In [79]:

import numpy as np 
import pandas as pd 
 

import os
for dirname, _, filenames in os.walk('/kaggle/input'):
    for filename in filenames:
        print(os.path.join(dirname, filename))


/kaggle/input/house-prices-advanced-regression-techniques/sample_submission.csv
/kaggle/input/house-prices-advanced-regression-techniques/data_description.txt
/kaggle/input/house-prices-advanced-regression-techniques/train.csv
/kaggle/input/house-prices-advanced-regression-techniques/test.csv


Imports the required libraries:

numpy: A library for numerical computing in Python.
pandas: A library for data manipulation and analysis.
The os.walk() function is used to traverse through the directory tree rooted at /kaggle/input. It iterates through each directory, subdirectory, and files present in this path.

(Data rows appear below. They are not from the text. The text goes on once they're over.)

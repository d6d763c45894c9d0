//! Recursive-descent parser for rule conditions.
//!
//! Grammar:
//!
//! ```text
//! condition      := and_condition ('or' and_condition)*
//! and_condition  := relation ('and' relation)*
//! relation       := operand ('mod' value)? negation? rel negation? range_list
//! operand        := 'n' | 'i' | 'f' | 'v' | 't' | 'w' | 'j'
//! negation       := 'not' | '!'
//! rel            := 'in' | 'is' | '=' | 'within'
//! range_list     := (value | value '..' value) (',' range_list)*
//! value          := digit+
//! ```
//!
//! There are no parentheses: `or` and `and` are literal word tokens split at
//! the top level, producing a left-associative tree over relation leaves.

use crate::operands::Operand;
use crate::parser::error::{ParseError, suggest_grammar_word};
use crate::parser::lexer::tokenize;
use crate::rules::{Constraint, RangeConstraint};

pub(crate) fn parse_constraint(condition: &str) -> Result<Constraint, ParseError> {
    let tokens = tokenize(condition);
    // An empty condition states no restriction, matching the serialized form
    // of an always-true rule.
    if tokens.is_empty() {
        return Ok(Constraint::Always);
    }
    let mut result: Option<Constraint> = None;
    for or_part in tokens.split(|&token| token == "or") {
        let mut and_result: Option<Constraint> = None;
        for and_part in or_part.split(|&token| token == "and") {
            let relation = parse_relation(and_part, condition)?;
            and_result = Some(match and_result {
                Some(left) => Constraint::And(Box::new(left), Box::new(relation)),
                None => relation,
            });
        }
        if let Some(and_constraint) = and_result {
            result = Some(match result {
                Some(left) => Constraint::Or(Box::new(left), Box::new(and_constraint)),
                None => and_constraint,
            });
        }
    }
    Ok(result.unwrap_or(Constraint::Always))
}

fn parse_relation(tokens: &[&str], clause: &str) -> Result<Constraint, ParseError> {
    let mut cursor = Cursor { tokens, position: 0, clause };

    let operand_token = cursor.next()?;
    let Some(operand) = Operand::from_token(operand_token) else {
        return Err(ParseError::UnknownOperand {
            token: operand_token.to_string(),
            clause: clause.to_string(),
        });
    };
    if cursor.is_done() {
        // A bare operand states no restriction at all.
        return Ok(Constraint::Always);
    }

    let mut token = cursor.next()?;
    let mut modulus = None;
    if token == "mod" || token == "%" {
        modulus = Some(parse_value(cursor.next()?, clause)?);
        token = cursor.next()?;
    }

    let mut in_range = true;
    if token == "not" {
        in_range = false;
        token = cursor.next()?;
    } else if token == "!" {
        // '!' is only legal as the first half of '!='.
        in_range = false;
        token = cursor.next()?;
        if token != "=" {
            return Err(unexpected(token, clause));
        }
    }

    let mut integers_only = true;
    let is_relation = match token {
        "is" => true,
        "in" | "=" => false,
        "within" => {
            integers_only = false;
            false
        }
        other => return Err(unexpected(other, clause)),
    };

    token = cursor.next()?;
    let mut negated_after = false;
    if token == "not" {
        in_range = !in_range;
        negated_after = true;
        token = cursor.next()?;
    }

    let mut ranges: Vec<(u64, u64)> = Vec::new();
    loop {
        let low = parse_value(token, clause)?;
        let mut high = low;
        let mut separator = cursor.next_opt();
        if separator == Some(".") {
            let dot = cursor.next()?;
            if dot != "." {
                return Err(unexpected(dot, clause));
            }
            high = parse_value(cursor.next()?, clause)?;
            separator = cursor.next_opt();
        }
        if low > high {
            return Err(ParseError::BoundsOutOfOrder { low, high, clause: clause.to_string() });
        }
        if let Some(modulus) = modulus
            && high >= modulus
        {
            return Err(ParseError::BoundExceedsModulus {
                bound: high,
                modulus,
                clause: clause.to_string(),
            });
        }
        ranges.push((low, high));
        match separator {
            None => break,
            Some(",") => token = cursor.next()?,
            Some(other) => return Err(unexpected(other, clause)),
        }
    }

    // Backward-compatibility carve-out: 'is not' never takes a list.
    if is_relation && negated_after && (ranges.len() > 1 || ranges[0].0 != ranges[0].1) {
        return Err(ParseError::IsNotWithList { clause: clause.to_string() });
    }

    Ok(Constraint::Range(RangeConstraint { operand, modulus, in_range, integers_only, ranges }))
}

struct Cursor<'a> {
    tokens: &'a [&'a str],
    position: usize,
    clause: &'a str,
}

impl<'a> Cursor<'a> {
    fn next(&mut self) -> Result<&'a str, ParseError> {
        self.next_opt()
            .ok_or_else(|| ParseError::MissingToken { clause: self.clause.to_string() })
    }

    fn next_opt(&mut self) -> Option<&'a str> {
        let token = self.tokens.get(self.position).copied();
        if token.is_some() {
            self.position += 1;
        }
        token
    }

    fn is_done(&self) -> bool {
        self.position >= self.tokens.len()
    }
}

fn unexpected(token: &str, clause: &str) -> ParseError {
    ParseError::UnexpectedToken {
        token: token.to_string(),
        clause: clause.to_string(),
        suggestion: suggest_grammar_word(token),
    }
}

fn parse_value(token: &str, clause: &str) -> Result<u64, ParseError> {
    let malformed = || ParseError::MalformedValue {
        token: token.to_string(),
        clause: clause.to_string(),
    };
    if token.is_empty() {
        return Err(malformed());
    }
    let mut value = 0u64;
    for c in token.chars() {
        let digit = decimal_digit_value(c).ok_or_else(malformed)?;
        value = value.saturating_mul(10).saturating_add(digit);
    }
    Ok(value)
}

/// Zero code points of the Unicode Nd decimal-digit runs (every run holds its
/// ten digits contiguously).
const DIGIT_RUN_ZEROS: &[u32] = &[
    0x0660, 0x06F0, 0x07C0, 0x0966, 0x09E6, 0x0A66, 0x0AE6, 0x0B66, 0x0BE6, 0x0C66, 0x0CE6,
    0x0D66, 0x0DE6, 0x0E50, 0x0ED0, 0x0F20, 0x1040, 0x1090, 0x17E0, 0x1810, 0x1946, 0x19D0,
    0x1A80, 0x1A90, 0x1B50, 0x1BB0, 0x1C40, 0x1C50, 0xA620, 0xA8D0, 0xA900, 0xA9D0, 0xA9F0,
    0xAA50, 0xABF0, 0xFF10, 0x0001_04A0, 0x0001_1066, 0x0001_D7CE, 0x0001_D7D8, 0x0001_D7E2,
    0x0001_D7EC, 0x0001_D7F6, 0x0001_E950,
];

/// The numeric value of a decimal digit in any script, or `None` for
/// everything else (including number-like characters outside Nd, such as
/// circled or superscript digits).
fn decimal_digit_value(c: char) -> Option<u64> {
    if let Some(digit) = c.to_digit(10) {
        return Some(u64::from(digit));
    }
    let code_point = c as u32;
    DIGIT_RUN_ZEROS
        .iter()
        .find(|&&zero| (zero..zero + 10).contains(&code_point))
        .map(|&zero| u64::from(code_point - zero))
}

Inside the loop, the script prints the full path of each file in the Kaggle input directory structure using os.path.join(dirname, filename). This provides an overview of the dataset files available in the Kaggle input directory.

The printed output will show the file paths of all the files present in the /kaggle/input directory and its subdirectories.

In [80]:

from sklearn.model_selection import train_test_split
from sklearn.neighbors import KNeighborsRegressor



sklearn (Scikit-learn) is a popular Python library for machine learning, and it provides various tools for data preprocessing, modeling, and evaluation.

train_test_split:
train_test_split is a function in sklearn.model_selection module that is used to split a dataset into two subsets: the training set and the testing (or validation) set.

KNeighborsRegressor is a regression model from the sklearn.neighbors module. It is based on the k-nearest neighbors algorithm and is used for predicting continuous numeric values.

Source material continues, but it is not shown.